Collected data entries:
━━━━━━
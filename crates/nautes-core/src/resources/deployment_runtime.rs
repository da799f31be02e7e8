use crate::schema::{Field, Resource, ResourceDescriptor, Tabular};
use serde::{Deserialize, Serialize};

/// Continuous deployment of a manifest repository into an environment
#[derive(Debug, Clone, Default, PartialEq, Serialize, Deserialize)]
#[serde(default)]
pub struct DeploymentRuntime {
    pub name: String,
    pub product: String,
    #[serde(alias = "manifestsource", alias = "manifestSource")]
    pub manifest_source: Option<ManifestSource>,
    #[serde(alias = "projectsRef", deserialize_with = "super::null_default")]
    pub projects_ref: Vec<String>,
    pub destination: Option<DeploymentDestination>,
}

#[derive(Debug, Clone, Default, PartialEq, Serialize, Deserialize)]
#[serde(default)]
pub struct ManifestSource {
    #[serde(alias = "codeRepo")]
    pub code_repo: String,
    #[serde(alias = "targetRevision")]
    pub target_revision: String,
    pub path: String,
}

#[derive(Debug, Clone, Default, PartialEq, Serialize, Deserialize)]
#[serde(default)]
pub struct DeploymentDestination {
    pub environment: String,
    #[serde(deserialize_with = "super::null_default")]
    pub namespaces: Vec<String>,
}

impl Resource for DeploymentRuntime {
    const DESCRIPTOR: ResourceDescriptor = ResourceDescriptor {
        kind: "DeploymentRuntime",
        path_template: "/api/v1/products/{}/deploymentruntimes/{}",
        path_var_names: &["product", "name"],
        aliases: &["dr", "drs"],
        apply_order: 7,
        remove_order: 0,
        scope_field: Some("product"),
    };
}

impl Tabular for DeploymentRuntime {
    fn fields() -> Vec<Field> {
        vec![
            Field::string("name").column("name"),
            Field::string("product").column("product"),
            Field::nested::<ManifestSource>("manifest_source").optional(),
            Field::string("projects_ref").list().column("projectsRef"),
            Field::nested::<DeploymentDestination>("destination").optional(),
        ]
    }
}

impl Tabular for ManifestSource {
    fn fields() -> Vec<Field> {
        vec![
            Field::string("code_repo").column("codeRepo"),
            Field::string("target_revision")
                .column("targetRevision")
                .merge_to("codeRepo"),
            Field::string("path").column("path").merge_to("codeRepo"),
        ]
    }
}

impl Tabular for DeploymentDestination {
    fn fields() -> Vec<Field> {
        vec![
            Field::string("environment").column("environment"),
            Field::string("namespaces")
                .list()
                .column("namespaces")
                .merge_to("environment"),
        ]
    }
}
use async_trait::async_trait;
use nautes_core::{Answer, Confirm, Method, NautesError, Request, Result, Transport};
use serde_json::{Value, json};
use std::collections::{BTreeMap, BTreeSet, VecDeque};
use std::sync::Mutex;

/// In-memory stand-in for the Nautes API server
///
/// POST stores the body under the request path, GET returns it (or a list
/// envelope for collection paths) and DELETE drops it.
#[derive(Default)]
pub struct FakeServer {
    store: Mutex<BTreeMap<String, Vec<u8>>>,
    log: Mutex<Vec<(Method, String)>>,
    failing: Mutex<BTreeSet<String>>,
}

impl FakeServer {
    pub fn new() -> Self {
        Self::default()
    }

    /// Every request seen so far, as (method, full url).
    pub fn requests(&self) -> Vec<(Method, String)> {
        self.log.lock().unwrap().clone()
    }

    #[allow(dead_code)]
    pub fn bodies(&self) -> BTreeMap<String, Value> {
        self.store
            .lock()
            .unwrap()
            .iter()
            .map(|(path, body)| (path.clone(), serde_json::from_slice(body).unwrap()))
            .collect()
    }

    /// Makes every request to `path` answer with status 500.
    #[allow(dead_code)]
    pub fn fail_on(&self, path: &str) {
        self.failing.lock().unwrap().insert(path.to_string());
    }

    #[allow(dead_code)]
    pub fn seed(&self, path: &str, item: Value) {
        self.store
            .lock()
            .unwrap()
            .insert(path.to_string(), serde_json::to_vec(&item).unwrap());
    }

    fn path_of(url: &str) -> String {
        let without_query = url.split('?').next().unwrap_or(url);
        match without_query.find("/api/") {
            Some(at) => without_query[at..].to_string(),
            None => without_query.to_string(),
        }
    }

    /// `/api/v1/clusters` and `/api/v1/products/p/environments` are
    /// collections; paths ending in an instance name are not.
    fn is_collection(path: &str) -> bool {
        let segments = path.trim_start_matches("/api/v1/").split('/').count();
        segments % 2 == 1
    }

    fn rejected(request: &Request, status: u16, body: &str) -> NautesError {
        NautesError::RemoteRejected {
            kind: request.kind.to_string(),
            method: request.method.to_string(),
            url: request.url.clone(),
            status,
            body: body.to_string(),
        }
    }
}

#[async_trait]
impl Transport for FakeServer {
    async fn send(&self, request: &Request, token: &str) -> Result<Vec<u8>> {
        assert_eq!(token, "test-token");
        self.log
            .lock()
            .unwrap()
            .push((request.method, request.url.clone()));

        let path = Self::path_of(&request.url);
        if self.failing.lock().unwrap().contains(&path) {
            return Err(Self::rejected(request, 500, "{\"message\":\"internal error\"}"));
        }

        let mut store = self.store.lock().unwrap();
        match request.method {
            Method::Post => {
                store.insert(path, request.body.clone());
                Ok(b"{}".to_vec())
            }
            Method::Delete => match store.remove(&path) {
                Some(_) => Ok(b"{}".to_vec()),
                None => Err(Self::rejected(request, 404, "not found")),
            },
            Method::Get if Self::is_collection(&path) => {
                let prefix = format!("{path}/");
                let items: Vec<Value> = store
                    .iter()
                    .filter(|(key, _)| key.starts_with(&prefix) && !key[prefix.len()..].contains('/'))
                    .map(|(_, body)| serde_json::from_slice(body).unwrap())
                    .collect();
                Ok(serde_json::to_vec(&json!({ "items": items })).unwrap())
            }
            Method::Get => match store.get(&path) {
                Some(body) => Ok(body.clone()),
                None => Err(Self::rejected(request, 404, "not found")),
            },
        }
    }
}

/// Answers prompts from a fixed script and records what was asked
pub struct ScriptedConfirm {
    answers: VecDeque<Answer>,
    pub asked: Vec<String>,
}

impl ScriptedConfirm {
    pub fn new(answers: &[Answer]) -> Self {
        Self {
            answers: answers.iter().copied().collect(),
            asked: Vec::new(),
        }
    }
}

impl Confirm for ScriptedConfirm {
    fn ask(&mut self, name: &str) -> Result<Answer> {
        self.asked.push(name.to_string());
        Ok(self.answers.pop_front().expect("unexpected prompt"))
    }
}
━━━━━━
[PROBLEM STATEMENT]
Counting only lines that hold the string "status", give the number of such lines in the records. Write nothing else.

[OUTPUT OF THE TASK]
3